[Records from a data source]
>>>
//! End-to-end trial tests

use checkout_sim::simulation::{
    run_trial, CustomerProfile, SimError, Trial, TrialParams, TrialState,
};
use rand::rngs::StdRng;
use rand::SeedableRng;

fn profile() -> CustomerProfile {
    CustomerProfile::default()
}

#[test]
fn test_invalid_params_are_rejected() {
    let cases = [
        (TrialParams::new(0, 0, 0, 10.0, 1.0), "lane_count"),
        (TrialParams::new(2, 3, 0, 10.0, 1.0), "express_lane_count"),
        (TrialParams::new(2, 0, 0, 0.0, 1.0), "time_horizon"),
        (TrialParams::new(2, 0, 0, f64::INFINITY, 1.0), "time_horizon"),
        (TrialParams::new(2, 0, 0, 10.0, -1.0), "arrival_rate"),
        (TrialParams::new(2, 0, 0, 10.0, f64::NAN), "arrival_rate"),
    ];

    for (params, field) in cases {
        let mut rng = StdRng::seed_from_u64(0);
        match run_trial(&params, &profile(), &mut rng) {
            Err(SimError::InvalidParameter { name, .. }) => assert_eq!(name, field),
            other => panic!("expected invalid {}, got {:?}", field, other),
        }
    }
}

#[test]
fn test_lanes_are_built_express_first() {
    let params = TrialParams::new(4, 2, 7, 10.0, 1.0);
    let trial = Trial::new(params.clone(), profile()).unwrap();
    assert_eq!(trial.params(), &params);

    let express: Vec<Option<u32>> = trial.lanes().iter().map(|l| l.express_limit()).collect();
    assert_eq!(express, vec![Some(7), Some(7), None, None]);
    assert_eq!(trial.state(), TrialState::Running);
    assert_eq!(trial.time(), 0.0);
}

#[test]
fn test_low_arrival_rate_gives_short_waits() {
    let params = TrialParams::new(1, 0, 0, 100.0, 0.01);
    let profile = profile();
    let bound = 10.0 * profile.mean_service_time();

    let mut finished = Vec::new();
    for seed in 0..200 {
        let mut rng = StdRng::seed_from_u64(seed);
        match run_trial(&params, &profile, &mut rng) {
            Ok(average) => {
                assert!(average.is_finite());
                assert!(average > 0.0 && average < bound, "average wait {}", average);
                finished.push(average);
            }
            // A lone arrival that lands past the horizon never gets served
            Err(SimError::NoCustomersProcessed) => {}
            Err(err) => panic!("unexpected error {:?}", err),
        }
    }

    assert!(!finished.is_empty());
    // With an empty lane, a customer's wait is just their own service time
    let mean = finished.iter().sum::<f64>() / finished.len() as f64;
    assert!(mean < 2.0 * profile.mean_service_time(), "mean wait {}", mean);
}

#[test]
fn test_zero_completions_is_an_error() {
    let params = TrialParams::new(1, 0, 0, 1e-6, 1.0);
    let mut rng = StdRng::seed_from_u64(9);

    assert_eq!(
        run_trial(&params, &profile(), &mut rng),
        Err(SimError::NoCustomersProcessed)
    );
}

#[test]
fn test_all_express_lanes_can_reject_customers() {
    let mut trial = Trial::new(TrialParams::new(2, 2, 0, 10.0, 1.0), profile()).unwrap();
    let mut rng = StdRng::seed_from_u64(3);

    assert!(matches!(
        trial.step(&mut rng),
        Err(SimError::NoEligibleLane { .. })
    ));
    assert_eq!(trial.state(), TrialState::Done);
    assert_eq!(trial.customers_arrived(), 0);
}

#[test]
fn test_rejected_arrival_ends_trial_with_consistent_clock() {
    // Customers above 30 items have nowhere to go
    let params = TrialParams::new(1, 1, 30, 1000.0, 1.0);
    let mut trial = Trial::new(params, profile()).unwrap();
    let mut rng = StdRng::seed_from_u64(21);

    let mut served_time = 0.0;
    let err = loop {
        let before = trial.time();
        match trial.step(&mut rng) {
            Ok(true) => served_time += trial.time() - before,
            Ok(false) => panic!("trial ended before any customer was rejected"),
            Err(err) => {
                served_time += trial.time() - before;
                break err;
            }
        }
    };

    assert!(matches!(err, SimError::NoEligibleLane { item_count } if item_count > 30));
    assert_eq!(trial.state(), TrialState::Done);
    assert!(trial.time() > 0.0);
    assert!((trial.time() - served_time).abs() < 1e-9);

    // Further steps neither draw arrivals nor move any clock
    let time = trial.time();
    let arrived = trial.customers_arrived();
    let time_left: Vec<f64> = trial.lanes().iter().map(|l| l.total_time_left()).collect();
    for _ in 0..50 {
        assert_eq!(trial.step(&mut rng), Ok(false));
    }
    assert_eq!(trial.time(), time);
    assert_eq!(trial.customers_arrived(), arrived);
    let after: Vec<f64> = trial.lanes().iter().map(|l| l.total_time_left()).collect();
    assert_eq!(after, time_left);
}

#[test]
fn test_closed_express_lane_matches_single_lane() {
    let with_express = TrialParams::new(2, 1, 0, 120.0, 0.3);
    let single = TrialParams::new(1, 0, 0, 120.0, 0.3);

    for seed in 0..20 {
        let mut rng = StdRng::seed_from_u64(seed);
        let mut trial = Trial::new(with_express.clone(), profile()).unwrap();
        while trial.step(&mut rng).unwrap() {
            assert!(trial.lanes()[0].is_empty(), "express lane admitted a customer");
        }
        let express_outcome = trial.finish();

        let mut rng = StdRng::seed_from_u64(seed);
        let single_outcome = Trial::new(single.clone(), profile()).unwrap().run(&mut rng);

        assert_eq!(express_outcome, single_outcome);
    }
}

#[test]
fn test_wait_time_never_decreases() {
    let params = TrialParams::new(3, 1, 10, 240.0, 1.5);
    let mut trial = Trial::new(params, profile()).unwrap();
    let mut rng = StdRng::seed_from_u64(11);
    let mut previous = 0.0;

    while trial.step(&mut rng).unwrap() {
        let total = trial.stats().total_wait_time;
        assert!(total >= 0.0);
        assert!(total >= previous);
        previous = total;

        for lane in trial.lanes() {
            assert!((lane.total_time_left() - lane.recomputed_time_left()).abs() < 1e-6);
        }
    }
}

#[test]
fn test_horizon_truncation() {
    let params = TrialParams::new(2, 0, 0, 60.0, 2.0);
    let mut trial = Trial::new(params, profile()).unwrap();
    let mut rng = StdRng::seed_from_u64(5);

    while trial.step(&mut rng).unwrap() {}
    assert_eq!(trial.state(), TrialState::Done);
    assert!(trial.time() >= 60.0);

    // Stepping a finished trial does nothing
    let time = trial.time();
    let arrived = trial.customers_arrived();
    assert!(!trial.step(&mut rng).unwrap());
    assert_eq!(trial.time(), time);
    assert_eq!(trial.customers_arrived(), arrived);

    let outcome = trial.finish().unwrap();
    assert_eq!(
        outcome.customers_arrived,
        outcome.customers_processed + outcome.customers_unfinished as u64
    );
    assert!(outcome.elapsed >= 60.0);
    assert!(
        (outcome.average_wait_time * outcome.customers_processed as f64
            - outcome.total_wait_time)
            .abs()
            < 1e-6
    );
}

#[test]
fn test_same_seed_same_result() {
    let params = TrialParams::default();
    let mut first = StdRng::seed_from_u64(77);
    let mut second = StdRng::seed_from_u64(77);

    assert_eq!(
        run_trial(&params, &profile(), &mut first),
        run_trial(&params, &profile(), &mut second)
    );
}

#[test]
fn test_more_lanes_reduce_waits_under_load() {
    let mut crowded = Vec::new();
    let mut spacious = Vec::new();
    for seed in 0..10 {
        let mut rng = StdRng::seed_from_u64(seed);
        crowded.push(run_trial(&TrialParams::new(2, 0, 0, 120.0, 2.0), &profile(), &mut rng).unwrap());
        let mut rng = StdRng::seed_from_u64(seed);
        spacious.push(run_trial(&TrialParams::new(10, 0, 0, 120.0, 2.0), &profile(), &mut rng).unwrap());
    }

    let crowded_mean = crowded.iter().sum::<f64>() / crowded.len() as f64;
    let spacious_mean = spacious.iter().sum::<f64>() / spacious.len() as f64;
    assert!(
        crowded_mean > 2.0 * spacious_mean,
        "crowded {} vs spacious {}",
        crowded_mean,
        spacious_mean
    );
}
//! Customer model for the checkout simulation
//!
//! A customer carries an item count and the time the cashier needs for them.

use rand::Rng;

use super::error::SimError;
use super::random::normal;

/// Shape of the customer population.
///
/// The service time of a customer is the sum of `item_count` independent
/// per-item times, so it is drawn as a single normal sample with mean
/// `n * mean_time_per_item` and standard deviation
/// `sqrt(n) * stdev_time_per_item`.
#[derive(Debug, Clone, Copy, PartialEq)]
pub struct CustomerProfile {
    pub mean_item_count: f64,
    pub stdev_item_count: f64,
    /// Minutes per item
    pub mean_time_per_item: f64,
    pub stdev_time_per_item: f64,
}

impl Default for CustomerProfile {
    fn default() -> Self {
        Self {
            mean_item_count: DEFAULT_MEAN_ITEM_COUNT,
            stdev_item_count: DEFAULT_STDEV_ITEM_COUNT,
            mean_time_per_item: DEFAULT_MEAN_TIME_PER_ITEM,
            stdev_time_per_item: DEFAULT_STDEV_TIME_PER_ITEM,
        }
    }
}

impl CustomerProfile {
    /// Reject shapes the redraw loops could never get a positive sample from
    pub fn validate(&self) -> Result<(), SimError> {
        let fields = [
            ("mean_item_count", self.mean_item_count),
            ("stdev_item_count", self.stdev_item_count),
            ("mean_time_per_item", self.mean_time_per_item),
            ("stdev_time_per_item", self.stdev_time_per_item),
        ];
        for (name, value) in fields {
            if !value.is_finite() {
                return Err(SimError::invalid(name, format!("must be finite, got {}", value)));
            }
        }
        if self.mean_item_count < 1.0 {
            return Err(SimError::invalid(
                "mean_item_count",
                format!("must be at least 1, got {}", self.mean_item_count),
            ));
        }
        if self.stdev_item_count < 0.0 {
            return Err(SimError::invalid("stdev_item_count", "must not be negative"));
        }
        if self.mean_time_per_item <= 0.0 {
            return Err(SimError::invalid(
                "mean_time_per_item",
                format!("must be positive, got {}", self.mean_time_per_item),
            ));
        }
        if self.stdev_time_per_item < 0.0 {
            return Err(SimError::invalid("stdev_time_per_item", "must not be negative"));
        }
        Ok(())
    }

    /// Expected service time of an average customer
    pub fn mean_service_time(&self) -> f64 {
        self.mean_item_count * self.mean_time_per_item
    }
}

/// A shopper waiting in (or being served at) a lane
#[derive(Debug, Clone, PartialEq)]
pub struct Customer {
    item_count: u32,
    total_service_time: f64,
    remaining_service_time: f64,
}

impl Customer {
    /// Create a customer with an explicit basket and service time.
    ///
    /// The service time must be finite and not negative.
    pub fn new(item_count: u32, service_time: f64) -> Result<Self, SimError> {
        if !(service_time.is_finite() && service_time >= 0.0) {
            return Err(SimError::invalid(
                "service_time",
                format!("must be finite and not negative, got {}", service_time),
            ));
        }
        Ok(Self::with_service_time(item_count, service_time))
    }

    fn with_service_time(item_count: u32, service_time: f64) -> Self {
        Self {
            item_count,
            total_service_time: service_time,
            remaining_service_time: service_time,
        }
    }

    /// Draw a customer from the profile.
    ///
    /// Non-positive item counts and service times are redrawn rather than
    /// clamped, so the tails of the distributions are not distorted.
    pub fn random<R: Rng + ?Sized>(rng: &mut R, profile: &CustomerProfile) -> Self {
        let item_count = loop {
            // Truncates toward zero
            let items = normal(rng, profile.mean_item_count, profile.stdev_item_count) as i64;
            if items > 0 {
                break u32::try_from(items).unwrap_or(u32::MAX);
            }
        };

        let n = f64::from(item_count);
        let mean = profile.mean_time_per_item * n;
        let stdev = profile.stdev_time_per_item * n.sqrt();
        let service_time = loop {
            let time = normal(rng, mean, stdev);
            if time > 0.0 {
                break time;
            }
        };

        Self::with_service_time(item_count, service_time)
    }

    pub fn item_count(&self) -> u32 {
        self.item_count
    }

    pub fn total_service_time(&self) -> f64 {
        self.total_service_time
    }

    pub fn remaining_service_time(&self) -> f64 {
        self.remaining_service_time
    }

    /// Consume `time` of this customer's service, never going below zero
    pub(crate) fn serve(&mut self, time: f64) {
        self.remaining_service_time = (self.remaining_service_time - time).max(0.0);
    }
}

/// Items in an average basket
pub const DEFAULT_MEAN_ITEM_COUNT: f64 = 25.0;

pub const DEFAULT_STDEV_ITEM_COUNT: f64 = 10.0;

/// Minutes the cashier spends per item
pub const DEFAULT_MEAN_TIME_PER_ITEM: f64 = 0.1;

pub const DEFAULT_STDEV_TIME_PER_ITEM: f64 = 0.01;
<<<
Required work >>
I'd like an exact copy of the lines above, from the very first one through the line that contains "assert_eq!(express, vec![Some(7), Some(7), None, None]);", with nothing else added.

Expected answer >>
//! End-to-end trial tests

use checkout_sim::simulation::{
    run_trial, CustomerProfile, SimError, Trial, TrialParams, TrialState,
};
use rand::rngs::StdRng;
use rand::SeedableRng;

fn profile() -> CustomerProfile {
    CustomerProfile::default()
}

#[test]
fn test_invalid_params_are_rejected() {
    let cases = [
        (TrialParams::new(0, 0, 0, 10.0, 1.0), "lane_count"),
        (TrialParams::new(2, 3, 0, 10.0, 1.0), "express_lane_count"),
        (TrialParams::new(2, 0, 0, 0.0, 1.0), "time_horizon"),
        (TrialParams::new(2, 0, 0, f64::INFINITY, 1.0), "time_horizon"),
        (TrialParams::new(2, 0, 0, 10.0, -1.0), "arrival_rate"),
        (TrialParams::new(2, 0, 0, 10.0, f64::NAN), "arrival_rate"),
    ];

    for (params, field) in cases {
        let mut rng = StdRng::seed_from_u64(0);
        match run_trial(&params, &profile(), &mut rng) {
            Err(SimError::InvalidParameter { name, .. }) => assert_eq!(name, field),
            other => panic!("expected invalid {}, got {:?}", field, other),
        }
    }
}

#[test]
fn test_lanes_are_built_express_first() {
    let params = TrialParams::new(4, 2, 7, 10.0, 1.0);
    let trial = Trial::new(params.clone(), profile()).unwrap();
    assert_eq!(trial.params(), &params);

    let express: Vec<Option<u32>> = trial.lanes().iter().map(|l| l.express_limit()).collect();
    assert_eq!(express, vec![Some(7), Some(7), None, None]);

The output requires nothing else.